Problem to solve> What is expected is a word-for-word copy of all the entries.

Dataset excerpts>
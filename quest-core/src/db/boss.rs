use anyhow::Result;
use chrono::NaiveDate;
use rusqlite::{params, Row};
use uuid::Uuid;

use super::{uuid_column, Database};
use crate::models::*;

const BOSS_COLUMNS: &str =
    "id, user_id, challenge_text, difficulty, xp_reward, completed, challenge_date";

fn boss_from_row(row: &Row<'_>) -> rusqlite::Result<BossChallenge> {
    Ok(BossChallenge {
        id: uuid_column(row, 0)?,
        user_id: uuid_column(row, 1)?,
        challenge_text: row.get(2)?,
        difficulty: row.get(3)?,
        xp_reward: row.get(4)?,
        completed: row.get(5)?,
        date: row.get(6)?,
    })
}

impl Database {
    /// The user's boss challenge for `date`, rolled on first request.
    pub fn boss_challenge_for(&self, user_id: Uuid, date: NaiveDate) -> Result<BossChallenge> {
        let rolled = BossChallenge::roll(user_id, date);
        self.with_transaction(|tx| {
            // UNIQUE (user_id, challenge_date) keeps an existing roll.
            tx.execute(
                &format!("INSERT OR IGNORE INTO boss_challenges ({BOSS_COLUMNS}) VALUES (?1, ?2, ?3, ?4, ?5, ?6, ?7)"),
                params![
                    rolled.id.to_string(),
                    rolled.user_id.to_string(),
                    rolled.challenge_text,
                    rolled.difficulty,
                    rolled.xp_reward,
                    rolled.completed,
                    rolled.date,
                ],
            )?;
            Ok(tx.query_row(
                &format!("SELECT {BOSS_COLUMNS} FROM boss_challenges WHERE user_id = ?1 AND challenge_date = ?2"),
                params![user_id.to_string(), date],
                boss_from_row,
            )?)
        })
    }
}
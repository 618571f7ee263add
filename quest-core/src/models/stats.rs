use serde::{Deserialize, Serialize};

#[derive(Debug, Clone, Serialize, Deserialize)]
pub struct PublicStats {
    pub total_users: u64,
    pub completed_tasks: u64,
    pub success_rate: u64,
}

impl PublicStats {
    /// Shown before anyone has created a task.
    pub const DEFAULT_SUCCESS_RATE: u64 = 95;

    pub fn new(total_users: u64, completed_tasks: u64, all_tasks: u64) -> Self {
        let success_rate = if all_tasks == 0 {
            Self::DEFAULT_SUCCESS_RATE
        } else {
            ((completed_tasks as f64 / all_tasks as f64) * 100.0).round() as u64
        };

        Self {
            total_users,
            completed_tasks,
            success_rate,
        }
    }
}

#[derive(Debug, Clone, Serialize, Deserialize)]
pub struct GlobalQuestStats {
    pub total_global_quests: u64,
    pub active_quests: u64,
    pub expired_quests: u64,
    pub total_users: u64,
}
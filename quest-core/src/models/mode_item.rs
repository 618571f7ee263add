use chrono::{DateTime, Utc};
use serde::{Deserialize, Serialize};
use uuid::Uuid;

/// A free-form note filed under one of the dashboard's modes (journal, ideas, ...).
#[derive(Debug, Clone, Serialize, Deserialize)]
pub struct ModeItem {
    pub id: Uuid,
    pub user_id: Uuid,
    pub mode: String,
    pub title: String,
    pub content: String,
    pub created_at: DateTime<Utc>,
}

#[derive(Debug, Clone, Serialize, Deserialize)]
pub struct CreateModeItemInput {
    pub mode: String,
    pub title: String,
    pub content: String,
}
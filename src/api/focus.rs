use axum::extract::rejection::JsonRejection;
use axum::extract::{Path, State};
use axum::Json;
use serde::Deserialize;
use serde_json::{json, Value};
use uuid::Uuid;

use quest_core::models::{FocusSession, StartFocusInput, DEFAULT_FOCUS_MINUTES, MAX_FOCUS_MINUTES};
use quest_core::Completable;

use super::AppState;
use crate::auth::CurrentUser;
use crate::error::ApiError;

const HISTORY_LIMIT: u32 = 20;

#[derive(Debug, Default, Deserialize)]
pub struct StartFocusRequest {
    duration_minutes: Option<u32>,
    task_id: Option<Uuid>,
}

fn planned_minutes(requested: Option<u32>) -> Result<u32, ApiError> {
    match requested.unwrap_or(DEFAULT_FOCUS_MINUTES) {
        0 => Err(ApiError::BadRequest("Focus sessions need at least one minute".into())),
        m if m > MAX_FOCUS_MINUTES => Err(ApiError::BadRequest(format!(
            "Focus sessions last at most {MAX_FOCUS_MINUTES} minutes"
        ))),
        m => Ok(m),
    }
}

/// POST /api/focus/start
pub async fn start(
    CurrentUser(user_id): CurrentUser,
    State(state): State<AppState>,
    payload: Result<Json<StartFocusRequest>, JsonRejection>,
) -> Result<Json<FocusSession>, ApiError> {
    let Json(req) = payload?;
    let session = state.db.start_focus(
        user_id,
        StartFocusInput {
            duration_minutes: planned_minutes(req.duration_minutes)?,
            task_id: req.task_id,
        },
    )?;
    Ok(Json(session))
}

/// POST /api/focus/{session_id}/complete
pub async fn complete(
    CurrentUser(user_id): CurrentUser,
    State(state): State<AppState>,
    Path(session_id): Path<String>,
) -> Result<Json<Value>, ApiError> {
    let id = Uuid::parse_str(&session_id).map_err(|_| ApiError::NotFound("Session"))?;
    let outcome = state.db.complete(user_id, Completable::Focus { id })?;

    Ok(Json(json!({
        "success": true,
        "xp_gained": outcome.xp_gained,
        "level_up": outcome.level_up,
        "new_level": outcome.new_level,
    })))
}

/// GET /api/focus/history
pub async fn history(
    CurrentUser(user_id): CurrentUser,
    State(state): State<AppState>,
) -> Result<Json<Vec<FocusSession>>, ApiError> {
    Ok(Json(state.db.focus_history(user_id, HISTORY_LIMIT)?))
}

#[cfg(test)]
mod tests {
    use super::*;

    #[test]
    fn planned_length_is_bounded() {
        assert_eq!(planned_minutes(None).unwrap(), 25);
        assert_eq!(planned_minutes(Some(90)).unwrap(), 90);
        assert!(matches!(planned_minutes(Some(0)), Err(ApiError::BadRequest(_))));
        assert!(matches!(
            planned_minutes(Some(MAX_FOCUS_MINUTES + 1)),
            Err(ApiError::BadRequest(_))
        ));
    }
}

Result of the exercise>
filename quest-core/src/db/boss.rs
use anyhow::Result;
use chrono::NaiveDate;
use rusqlite::{params, Row};
use uuid::Uuid;

use super::{uuid_column, Database};
use crate::models::*;

const BOSS_COLUMNS: &str =
    "id, user_id, challenge_text, difficulty, xp_reward, completed, challenge_date";

fn boss_from_row(row: &Row<'_>) -> rusqlite::Result<BossChallenge> {
    Ok(BossChallenge {
        id: uuid_column(row, 0)?,
        user_id: uuid_column(row, 1)?,
        challenge_text: row.get(2)?,
        difficulty: row.get(3)?,
        xp_reward: row.get(4)?,
        completed: row.get(5)?,
        date: row.get(6)?,
    })
}

impl Database {
    /// The user's boss challenge for `date`, rolled on first request.
    pub fn boss_challenge_for(&self, user_id: Uuid, date: NaiveDate) -> Result<BossChallenge> {
        let rolled = BossChallenge::roll(user_id, date);
        self.with_transaction(|tx| {
            // UNIQUE (user_id, challenge_date) keeps an existing roll.
            tx.execute(
                &format!("INSERT OR IGNORE INTO boss_challenges ({BOSS_COLUMNS}) VALUES (?1, ?2, ?3, ?4, ?5, ?6, ?7)"),
                params![
                    rolled.id.to_string(),
                    rolled.user_id.to_string(),
                    rolled.challenge_text,
                    rolled.difficulty,
                    rolled.xp_reward,
                    rolled.completed,
                    rolled.date,
                ],
            )?;
            Ok(tx.query_row(
                &format!("SELECT {BOSS_COLUMNS} FROM boss_challenges WHERE user_id = ?1 AND challenge_date = ?2"),
                params![user_id.to_string(), date],
                boss_from_row,
            )?)
        })
    }
}
repository 618571f7ee263add
filename quest-core/src/models/stats.rs
use serde::{Deserialize, Serialize};

#[derive(Debug, Clone, Serialize, Deserialize)]
pub struct PublicStats {
    pub total_users: u64,
    pub completed_tasks: u64,
    pub success_rate: u64,
}

impl PublicStats {
    /// Shown before anyone has created a task.
    pub const DEFAULT_SUCCESS_RATE: u64 = 95;

    pub fn new(total_users: u64, completed_tasks: u64, all_tasks: u64) -> Self {
        let success_rate = if all_tasks == 0 {
            Self::DEFAULT_SUCCESS_RATE
        } else {
            ((completed_tasks as f64 / all_tasks as f64) * 100.0).round() as u64
        };

        Self {
            total_users,
            completed_tasks,
            success_rate,
        }
    }
}

#[derive(Debug, Clone, Serialize, Deserialize)]
pub struct GlobalQuestStats {
    pub total_global_quests: u64,
    pub active_quests: u64,
    pub expired_quests: u64,
    pub total_users: u64,
}
filename quest-core/src/models/mode_item.rs
repository 618571f7ee263add
use chrono::{DateTime, Utc};
use serde::{Deserialize, Serialize};
use uuid::Uuid;

/// A free-form note filed under one of the dashboard's modes (journal, ideas, ...).
#[derive(Debug, Clone, Serialize, Deserialize)]
pub struct ModeItem {
    pub id: Uuid,
    pub user_id: Uuid,
    pub mode: String,
    pub title: String,
    pub content: String,
    pub created_at: DateTime<Utc>,
}

#[derive(Debug, Clone, Serialize, Deserialize)]
pub struct CreateModeItemInput {
    pub mode: String,
    pub title: String,
    pub content: String,
}
filename src/api/focus.rs
use axum::extract::rejection::JsonRejection;
use axum::extract::{Path, State};
use axum::Json;
use serde::Deserialize;
use serde_json::{json, Value};
use uuid::Uuid;

use quest_core::models::{FocusSession, StartFocusInput, DEFAULT_FOCUS_MINUTES, MAX_FOCUS_MINUTES};
use quest_core::Completable;

use super::AppState;
use crate::auth::CurrentUser;
use crate::error::ApiError;

const HISTORY_LIMIT: u32 = 20;

#[derive(Debug, Default, Deserialize)]
pub struct StartFocusRequest {
    duration_minutes: Option<u32>,
    task_id: Option<Uuid>,
}

fn planned_minutes(requested: Option<u32>) -> Result<u32, ApiError> {
    match requested.unwrap_or(DEFAULT_FOCUS_MINUTES) {
        0 => Err(ApiError::BadRequest("Focus sessions need at least one minute".into())),
        m if m > MAX_FOCUS_MINUTES => Err(ApiError::BadRequest(format!(
            "Focus sessions last at most {MAX_FOCUS_MINUTES} minutes"
        ))),
        m => Ok(m),
    }
}

/// POST /api/focus/start
pub async fn start(
    CurrentUser(user_id): CurrentUser,
    State(state): State<AppState>,
    payload: Result<Json<StartFocusRequest>, JsonRejection>,
) -> Result<Json<FocusSession>, ApiError> {
    let Json(req) = payload?;
    let session = state.db.start_focus(
        user_id,
        StartFocusInput {
            duration_minutes: planned_minutes(req.duration_minutes)?,
            task_id: req.task_id,
        },
    )?;
    Ok(Json(session))
}

/// POST /api/focus/{session_id}/complete
pub async fn complete(
    CurrentUser(user_id): CurrentUser,
    State(state): State<AppState>,
    Path(session_id): Path<String>,
) -> Result<Json<Value>, ApiError> {
    let id = Uuid::parse_str(&session_id).map_err(|_| ApiError::NotFound("Session"))?;
    let outcome = state.db.complete(user_id, Completable::Focus { id })?;

    Ok(Json(json!({
        "success": true,
        "xp_gained": outcome.xp_gained,
        "level_up": outcome.level_up,
        "new_level": outcome.new_level,
    })))
}

/// GET /api/focus/history
pub async fn history(
    CurrentUser(user_id): CurrentUser,
    State(state): State<AppState>,
) -> Result<Json<Vec<FocusSession>>, ApiError> {
    Ok(Json(state.db.focus_history(user_id, HISTORY_LIMIT)?))
}

#[cfg(test)]
mod tests {
    use super::*;

    #[test]
    fn planned_length_is_bounded() {
        assert_eq!(planned_minutes(None).unwrap(), 25);
        assert_eq!(planned_minutes(Some(90)).unwrap(), 90);
        assert!(matches!(planned_minutes(Some(0)), Err(ApiError::BadRequest(_))));
        assert!(matches!(
            planned_minutes(Some(MAX_FOCUS_MINUTES + 1)),
            Err(ApiError::BadRequest(_))
        ));
    }
}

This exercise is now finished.